++++ AVAILABLE RECORDS

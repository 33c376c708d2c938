//! ListSessionsHandler - Role-scoped session listing.
//!
//! Students see their own sessions, providers the sessions they teach, and
//! admins everything. A student asking for `available` sessions also gets
//! every open slot, since those belong to nobody yet.

use std::sync::Arc;

use crate::domain::foundation::{Actor, Role, Timestamp};
use crate::domain::session::{Session, SessionError, SessionStatus};
use crate::ports::{SessionFilter, SessionRepository};

#[derive(Debug, Clone)]
pub struct ListSessionsQuery {
    pub actor: Actor,
    /// Empty means every status.
    pub statuses: Vec<SessionStatus>,
    pub starts_after: Option<Timestamp>,
    pub starts_before: Option<Timestamp>,
}

impl ListSessionsQuery {
    pub fn new(actor: Actor) -> Self {
        Self {
            actor,
            statuses: Vec::new(),
            starts_after: None,
            starts_before: None,
        }
    }

    pub fn with_statuses(mut self, statuses: impl IntoIterator<Item = SessionStatus>) -> Self {
        self.statuses = statuses.into_iter().collect();
        self
    }
}

pub struct ListSessionsHandler {
    repository: Arc<dyn SessionRepository>,
}

impl ListSessionsHandler {
    pub fn new(repository: Arc<dyn SessionRepository>) -> Self {
        Self { repository }
    }

    /// Chronological by scheduled start.
    pub async fn handle(&self, query: ListSessionsQuery) -> Result<Vec<Session>, SessionError> {
        let mut base = SessionFilter::new().starting_between(query.starts_after, query.starts_before);
        if !query.statuses.is_empty() {
            base = base.with_statuses(query.statuses.iter().copied());
        }

        let actor = &query.actor;
        let sessions = match actor.role {
            Role::Admin => self.repository.filter(&base).await?,
            Role::Provider => {
                self.repository
                    .filter(&base.for_provider(actor.user_id.as_str()))
                    .await?
            }
            Role::Student => {
                let mut own = self
                    .repository
                    .filter(&base.clone().for_student(actor.user_id.clone()))
                    .await?;
                if query.statuses.contains(&SessionStatus::Available) {
                    let open = self
                        .repository
                        .filter(&base.with_statuses([SessionStatus::Available]))
                        .await?;
                    own.extend(open);
                    own.sort_by_key(|s| (s.scheduled_start(), s.id()));
                    own.dedup_by_key(|s| s.id());
                }
                own
            }
        };

        tracing::debug!(
            user_id = %actor.user_id,
            role = %actor.role,
            count = sessions.len(),
            "Listed sessions"
        );
        Ok(sessions)
    }
}
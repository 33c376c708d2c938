//! Request and response bodies for checkout and the payment webhook.

use serde::{Deserialize, Serialize};

use crate::domain::booking::{BookingSelection, FinalizedBooking, Slot};

use super::super::session::SessionResponse;

/// Wizard answers plus who pays.
#[derive(Debug, Clone, Deserialize)]
pub struct StartCheckoutRequest {
    #[serde(flatten)]
    pub selection: BookingSelection,
    #[serde(default)]
    pub customer_email: Option<String>,
    /// Admins start checkouts for a named student.
    #[serde(default)]
    pub student_id: Option<String>,
}

#[derive(Debug, Clone, Serialize)]
pub struct StartCheckoutResponse {
    pub checkout_session_id: String,
    pub checkout_url: String,
    pub expires_at: i64,
    pub session_reference: String,
    pub booking: BookingSummary,
}

/// What the student is about to pay for.
#[derive(Debug, Clone, Serialize)]
pub struct BookingSummary {
    pub description: String,
    pub plan_id: String,
    pub price_cents: i64,
    pub provider_id: String,
    pub provider_name: String,
    pub slots: Vec<Slot>,
}

impl From<&FinalizedBooking> for BookingSummary {
    fn from(booking: &FinalizedBooking) -> Self {
        Self {
            description: booking.description(),
            plan_id: booking.plan.id.clone(),
            price_cents: booking.price_cents(),
            provider_id: booking.provider_id.to_string(),
            provider_name: booking.provider_name.clone(),
            slots: booking.slots.clone(),
        }
    }
}

/// Sent by the client after the payment page redirects back.
#[derive(Debug, Clone, Deserialize)]
pub struct CompleteCheckoutRequest {
    pub checkout_session_id: String,
    pub selection: BookingSelection,
    #[serde(default)]
    pub student_id: Option<String>,
}

#[derive(Debug, Clone, Serialize)]
pub struct CompleteCheckoutResponse {
    pub sessions: Vec<SessionResponse>,
    #[serde(skip_serializing_if = "Vec::is_empty")]
    pub warnings: Vec<String>,
    pub already_processed: bool,
}

#[derive(Debug, Clone, Serialize)]
pub struct WebhookResponse {
    pub received: bool,
    #[serde(skip_serializing_if = "Option::is_none")]
    pub sessions_created: Option<usize>,
    #[serde(skip_serializing_if = "Option::is_none")]
    pub ignored: Option<String>,
}
//! JSON-file session repository.
//!
//! All sessions live in one file as a JSON array of camelCase records.
//! Every call reads the file; writes go to a sibling temp file that is then
//! renamed over the original, so readers never see a half-written array.

use async_trait::async_trait;
use std::path::{Path, PathBuf};
use tokio::fs;
use tokio::sync::Mutex;

use crate::domain::foundation::{DomainError, SessionId};
use crate::domain::session::{Session, SessionRecord};
use crate::ports::{SessionFilter, SessionRepository};

use super::{next_version, sort_by_start, StorageError};

#[derive(Debug)]
pub struct JsonFileSessionRepository {
    path: PathBuf,
    /// Serializes read-modify-write cycles within this process.
    lock: Mutex<()>,
}

impl JsonFileSessionRepository {
    pub fn new<P: AsRef<Path>>(path: P) -> Self {
        Self {
            path: path.as_ref().to_path_buf(),
            lock: Mutex::new(()),
        }
    }

    pub fn path(&self) -> &Path {
        &self.path
    }

    fn io_error(&self, source: std::io::Error) -> StorageError {
        StorageError::Io {
            path: self.path.clone(),
            source,
        }
    }

    async fn read_records(&self) -> Result<Vec<SessionRecord>, StorageError> {
        let raw = match fs::read_to_string(&self.path).await {
            Ok(raw) => raw,
            Err(e) if e.kind() == std::io::ErrorKind::NotFound => return Ok(Vec::new()),
            Err(e) => return Err(self.io_error(e)),
        };
        if raw.trim().is_empty() {
            return Ok(Vec::new());
        }
        Ok(serde_json::from_str(&raw)?)
    }

    async fn read_sessions(&self) -> Result<Vec<Session>, StorageError> {
        self.read_records()
            .await?
            .into_iter()
            .map(|record| {
                let id = record.id.to_string();
                Session::try_from(record).map_err(|e| StorageError::InvalidRecord {
                    id,
                    reason: e.to_string(),
                })
            })
            .collect()
    }

    async fn write_sessions(&self, sessions: &[Session]) -> Result<(), StorageError> {
        if let Some(parent) = self.path.parent().filter(|p| !p.as_os_str().is_empty()) {
            fs::create_dir_all(parent)
                .await
                .map_err(|e| self.io_error(e))?;
        }

        let records: Vec<SessionRecord> = sessions.iter().map(SessionRecord::from).collect();
        let json = serde_json::to_string_pretty(&records)?;

        let tmp = self.path.with_extension("json.tmp");
        fs::write(&tmp, json).await.map_err(|e| self.io_error(e))?;
        fs::rename(&tmp, &self.path)
            .await
            .map_err(|e| self.io_error(e))?;
        Ok(())
    }
}

#[async_trait]
impl SessionRepository for JsonFileSessionRepository {
    async fn list(&self) -> Result<Vec<Session>, DomainError> {
        let _guard = self.lock.lock().await;
        let mut sessions = self.read_sessions().await?;
        sort_by_start(&mut sessions);
        Ok(sessions)
    }

    async fn find_by_id(&self, id: &SessionId) -> Result<Option<Session>, DomainError> {
        let _guard = self.lock.lock().await;
        Ok(self
            .read_sessions()
            .await?
            .into_iter()
            .find(|s| s.id() == *id))
    }

    async fn upsert(&self, session: &Session) -> Result<u64, DomainError> {
        let _guard = self.lock.lock().await;
        let mut sessions = self.read_sessions().await?;

        let position = sessions.iter().position(|s| s.id() == session.id());
        let stored = position.map(|i| sessions[i].version());
        let version = next_version(stored, session.version())?;

        let mut saved = session.clone();
        saved.set_version(version);
        match position {
            Some(i) => sessions[i] = saved,
            None => sessions.push(saved),
        }

        self.write_sessions(&sessions).await?;
        tracing::debug!(session_id = %session.id(), version, path = %self.path.display(), "Session stored");
        Ok(version)
    }

    async fn filter(&self, filter: &SessionFilter) -> Result<Vec<Session>, DomainError> {
        let _guard = self.lock.lock().await;
        let mut sessions: Vec<Session> = self
            .read_sessions()
            .await?
            .into_iter()
            .filter(|s| filter.matches(s))
            .collect();
        sort_by_start(&mut sessions);
        Ok(sessions)
    }

    async fn clear(&self) -> Result<(), DomainError> {
        let _guard = self.lock.lock().await;
        self.write_sessions(&[]).await?;
        tracing::info!(path = %self.path.display(), "Session store cleared");
        Ok(())
    }
}

#[cfg(test)]
mod tests {
    use super::*;
    use crate::domain::foundation::{ErrorCode, ProviderId, Timestamp, UserId};
    use crate::domain::session::{NewSlot, SessionType};
    use tempfile::TempDir;

    fn slot() -> Session {
        let start = Timestamp::parse("2025-06-10T15:00:00Z").unwrap();
        Session::new_available(
            NewSlot {
                provider_id: ProviderId::new("tutor-math-1").unwrap(),
                service_type_id: None,
                availability_id: None,
                session_type: SessionType::Tutoring,
                subject: Some("Math".into()),
                grade_level: None,
                start,
                end: start.plus_minutes(60),
                price_cents: 7500,
            },
            start.minus_hours(48),
        )
        .unwrap()
        .0
    }

    #[tokio::test]
    async fn missing_file_reads_as_empty() {
        let dir = TempDir::new().unwrap();
        let repo = JsonFileSessionRepository::new(dir.path().join("sessions.json"));
        assert!(repo.list().await.unwrap().is_empty());
    }

    #[tokio::test]
    async fn sessions_persist_across_instances() {
        let dir = TempDir::new().unwrap();
        let path = dir.path().join("nested/sessions.json");
        let session = slot();

        JsonFileSessionRepository::new(&path)
            .upsert(&session)
            .await
            .unwrap();

        let reopened = JsonFileSessionRepository::new(&path);
        let stored = reopened.find_by_id(&session.id()).await.unwrap().unwrap();
        assert_eq!(stored.version(), 1);
        assert_eq!(stored.subject(), Some("Math"));
        assert!(!path.with_extension("json.tmp").exists());
    }

    #[tokio::test]
    async fn file_holds_camel_case_array() {
        let dir = TempDir::new().unwrap();
        let path = dir.path().join("sessions.json");
        let repo = JsonFileSessionRepository::new(&path);
        repo.upsert(&slot()).await.unwrap();

        let raw = std::fs::read_to_string(&path).unwrap();
        let json: serde_json::Value = serde_json::from_str(&raw).unwrap();
        assert!(json.is_array());
        assert_eq!(json[0]["status"], "available");
        assert!(json[0]["scheduledStartTime"].is_string());
    }

    #[tokio::test]
    async fn stale_write_is_rejected() {
        let dir = TempDir::new().unwrap();
        let repo = JsonFileSessionRepository::new(dir.path().join("sessions.json"));
        let session = slot();
        repo.upsert(&session).await.unwrap();

        let mut a = repo.find_by_id(&session.id()).await.unwrap().unwrap();
        let mut b = a.clone();
        let student = UserId::new("student-1").unwrap();
        a.book(student.clone(), student.clone(), Timestamp::now()).unwrap();
        repo.upsert(&a).await.unwrap();

        b.book(student.clone(), student, Timestamp::now()).unwrap();
        let err = repo.upsert(&b).await.unwrap_err();
        assert_eq!(err.code, ErrorCode::ConcurrencyConflict);
    }

    #[tokio::test]
    async fn invalid_record_is_reported() {
        let dir = TempDir::new().unwrap();
        let path = dir.path().join("sessions.json");
        let repo = JsonFileSessionRepository::new(&path);
        repo.upsert(&slot()).await.unwrap();

        let raw = std::fs::read_to_string(&path).unwrap();
        let mut json: serde_json::Value = serde_json::from_str(&raw).unwrap();
        json[0]["amountRefundedCents"] = serde_json::json!(500);
        std::fs::write(&path, json.to_string()).unwrap();

        let err = repo.list().await.unwrap_err();
        assert_eq!(err.code, ErrorCode::StorageError);
    }

    #[tokio::test]
    async fn clear_empties_the_file() {
        let dir = TempDir::new().unwrap();
        let repo = JsonFileSessionRepository::new(dir.path().join("sessions.json"));
        repo.upsert(&slot()).await.unwrap();
        repo.clear().await.unwrap();
        assert!(repo.list().await.unwrap().is_empty());
    }
}
//! HS256 JWT session validator.
//!
//! Tokens are issued by the account service with a shared secret. Besides
//! the standard `sub`/`exp` claims they carry the marketplace `role`.
//!
//! # Security
//!
//! - Signature checked with the shared secret (HS256 only)
//! - `exp` required and enforced, with configurable leeway
//! - Issuer and audience checked when configured

use async_trait::async_trait;
use jsonwebtoken::{decode, encode, Algorithm, DecodingKey, EncodingKey, Header, Validation};
use secrecy::{ExposeSecret, SecretString};
use serde::{Deserialize, Serialize};

use crate::domain::foundation::{AuthError, AuthenticatedUser, Role, UserId};
use crate::ports::SessionValidator;

#[derive(Clone)]
pub struct JwtConfig {
    secret: SecretString,
    pub issuer: Option<String>,
    pub audience: Option<String>,
    /// Clock skew allowance in seconds.
    pub leeway_secs: u64,
}

impl JwtConfig {
    pub fn new(secret: SecretString) -> Self {
        Self {
            secret,
            issuer: None,
            audience: None,
            leeway_secs: 30,
        }
    }

    pub fn with_issuer(mut self, issuer: impl Into<String>) -> Self {
        self.issuer = Some(issuer.into());
        self
    }

    pub fn with_audience(mut self, audience: impl Into<String>) -> Self {
        self.audience = Some(audience.into());
        self
    }

    pub fn with_leeway(mut self, leeway_secs: u64) -> Self {
        self.leeway_secs = leeway_secs;
        self
    }
}

/// Claims carried by an access token.
#[derive(Debug, Clone, Serialize, Deserialize)]
pub struct JwtClaims {
    /// User id.
    pub sub: String,

    /// Expiry (Unix epoch seconds).
    pub exp: i64,

    #[serde(default, skip_serializing_if = "Option::is_none")]
    pub iss: Option<String>,

    #[serde(default, skip_serializing_if = "Option::is_none")]
    pub aud: Option<String>,

    /// "student", "provider" or "admin" (aliases like "tutor" accepted).
    #[serde(default)]
    pub role: Option<String>,

    #[serde(default)]
    pub email: Option<String>,

    #[serde(default)]
    pub name: Option<String>,
}

pub struct JwtSessionValidator {
    config: JwtConfig,
    decoding_key: DecodingKey,
}

impl JwtSessionValidator {
    pub fn new(config: JwtConfig) -> Self {
        let decoding_key = DecodingKey::from_secret(config.secret.expose_secret().as_bytes());
        Self {
            config,
            decoding_key,
        }
    }

    /// Signs `claims` with the configured secret. Used by tests and dev tooling.
    pub fn issue(&self, claims: &JwtClaims) -> Result<String, AuthError> {
        encode(
            &Header::new(Algorithm::HS256),
            claims,
            &EncodingKey::from_secret(self.config.secret.expose_secret().as_bytes()),
        )
        .map_err(|e| AuthError::service_unavailable(format!("token signing failed: {}", e)))
    }

    fn validation(&self) -> Validation {
        let mut validation = Validation::new(Algorithm::HS256);
        validation.leeway = self.config.leeway_secs;
        validation.validate_exp = true;
        validation.set_required_spec_claims(&["exp", "sub"]);

        // set_issuer/set_audience only check the claim when it is present.
        if let Some(issuer) = &self.config.issuer {
            validation.set_issuer(&[issuer]);
            validation.required_spec_claims.insert("iss".to_string());
        }
        match &self.config.audience {
            Some(audience) => {
                validation.set_audience(&[audience]);
                validation.required_spec_claims.insert("aud".to_string());
            }
            None => validation.validate_aud = false,
        }
        validation
    }
}

#[async_trait]
impl SessionValidator for JwtSessionValidator {
    async fn validate(&self, token: &str) -> Result<AuthenticatedUser, AuthError> {
        let claims = decode::<JwtClaims>(token, &self.decoding_key, &self.validation())
            .map_err(|e| {
                use jsonwebtoken::errors::ErrorKind;
                match e.kind() {
                    ErrorKind::ExpiredSignature => {
                        tracing::debug!("Token expired");
                        AuthError::TokenExpired
                    }
                    ErrorKind::InvalidIssuer | ErrorKind::InvalidAudience => {
                        tracing::warn!(error = %e, "Token issued for another service");
                        AuthError::InvalidToken
                    }
                    _ => {
                        tracing::warn!(error = %e, "Token validation failed");
                        AuthError::InvalidToken
                    }
                }
            })?
            .claims;

        let role = claims
            .role
            .as_deref()
            .ok_or(AuthError::MissingRole)?
            .parse::<Role>()
            .map_err(|_| {
                tracing::warn!(role = ?claims.role, "Unrecognised role claim");
                AuthError::MissingRole
            })?;

        let user_id = UserId::new(claims.sub.clone()).map_err(|_| {
            tracing::warn!(sub = %claims.sub, "Invalid user ID in token");
            AuthError::InvalidToken
        })?;

        Ok(AuthenticatedUser::new(
            user_id,
            claims.email.unwrap_or_default(),
            claims.name,
            role,
        ))
    }
}

impl std::fmt::Debug for JwtSessionValidator {
    fn fmt(&self, f: &mut std::fmt::Formatter<'_>) -> std::fmt::Result {
        f.debug_struct("JwtSessionValidator")
            .field("issuer", &self.config.issuer)
            .field("audience", &self.config.audience)
            .finish_non_exhaustive()
    }
}

#[cfg(test)]
mod tests {
    use super::*;

    fn validator() -> JwtSessionValidator {
        JwtSessionValidator::new(JwtConfig::new(SecretString::new("dev-secret".into())))
    }

    fn claims(role: Option<&str>, exp_offset: i64) -> JwtClaims {
        JwtClaims {
            sub: "student-1".into(),
            exp: chrono::Utc::now().timestamp() + exp_offset,
            iss: None,
            aud: None,
            role: role.map(str::to_string),
            email: Some("s1@example.com".into()),
            name: Some("Sam".into()),
        }
    }

    #[tokio::test]
    async fn accepts_signed_token_with_role() {
        let v = validator();
        let token = v.issue(&claims(Some("student"), 3600)).unwrap();

        let user = v.validate(&token).await.unwrap();

        assert_eq!(user.id.as_str(), "student-1");
        assert_eq!(user.role, Role::Student);
        assert_eq!(user.email, "s1@example.com");
    }

    #[tokio::test]
    async fn role_aliases_are_accepted() {
        let v = validator();
        let token = v.issue(&claims(Some("tutor"), 3600)).unwrap();
        assert_eq!(v.validate(&token).await.unwrap().role, Role::Provider);
    }

    #[tokio::test]
    async fn expired_token_is_rejected() {
        let v = validator();
        let token = v.issue(&claims(Some("student"), -3600)).unwrap();
        assert_eq!(v.validate(&token).await.unwrap_err(), AuthError::TokenExpired);
    }

    #[tokio::test]
    async fn missing_or_unknown_role_is_rejected() {
        let v = validator();
        let no_role = v.issue(&claims(None, 3600)).unwrap();
        assert_eq!(v.validate(&no_role).await.unwrap_err(), AuthError::MissingRole);

        let odd_role = v.issue(&claims(Some("janitor"), 3600)).unwrap();
        assert_eq!(v.validate(&odd_role).await.unwrap_err(), AuthError::MissingRole);
    }

    #[tokio::test]
    async fn wrong_secret_is_invalid() {
        let other =
            JwtSessionValidator::new(JwtConfig::new(SecretString::new("other-secret".into())));
        let token = other.issue(&claims(Some("admin"), 3600)).unwrap();
        assert_eq!(
            validator().validate(&token).await.unwrap_err(),
            AuthError::InvalidToken
        );
        assert_eq!(
            validator().validate("not.a.jwt").await.unwrap_err(),
            AuthError::InvalidToken
        );
    }

    #[tokio::test]
    async fn issuer_is_enforced_when_configured() {
        let v = JwtSessionValidator::new(
            JwtConfig::new(SecretString::new("dev-secret".into())).with_issuer("tutorhub-accounts"),
        );
        let mut c = claims(Some("student"), 3600);
        let unissued = v.issue(&c).unwrap();
        assert!(v.validate(&unissued).await.is_err());

        c.iss = Some("tutorhub-accounts".into());
        let issued = v.issue(&c).unwrap();
        assert!(v.validate(&issued).await.is_ok());
    }

    #[tokio::test]
    async fn audience_is_required_when_configured() {
        let v = JwtSessionValidator::new(
            JwtConfig::new(SecretString::new("dev-secret".into())).with_audience("tutorhub-api"),
        );
        let mut c = claims(Some("student"), 3600);
        let no_audience = v.issue(&c).unwrap();
        assert!(matches!(v.validate(&no_audience).await, Err(AuthError::InvalidToken)));

        c.aud = Some("billing-api".into());
        let other = v.issue(&c).unwrap();
        assert!(v.validate(&other).await.is_err());

        c.aud = Some("tutorhub-api".into());
        let ours = v.issue(&c).unwrap();
        assert!(v.validate(&ours).await.is_ok());
    }
}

++++++++

== WHAT YOU WILL DO ==
Would you print exactly the lines from the first line of the entries above through the line that has "use std::sync::Arc;", both included, and stop there?

== RESULT ==
repository 33c376c708d2c938
//! ListSessionsHandler - Role-scoped session listing.
//!
//! Students see their own sessions, providers the sessions they teach, and
//! admins everything. A student asking for `available` sessions also gets
//! every open slot, since those belong to nobody yet.

use std::sync::Arc;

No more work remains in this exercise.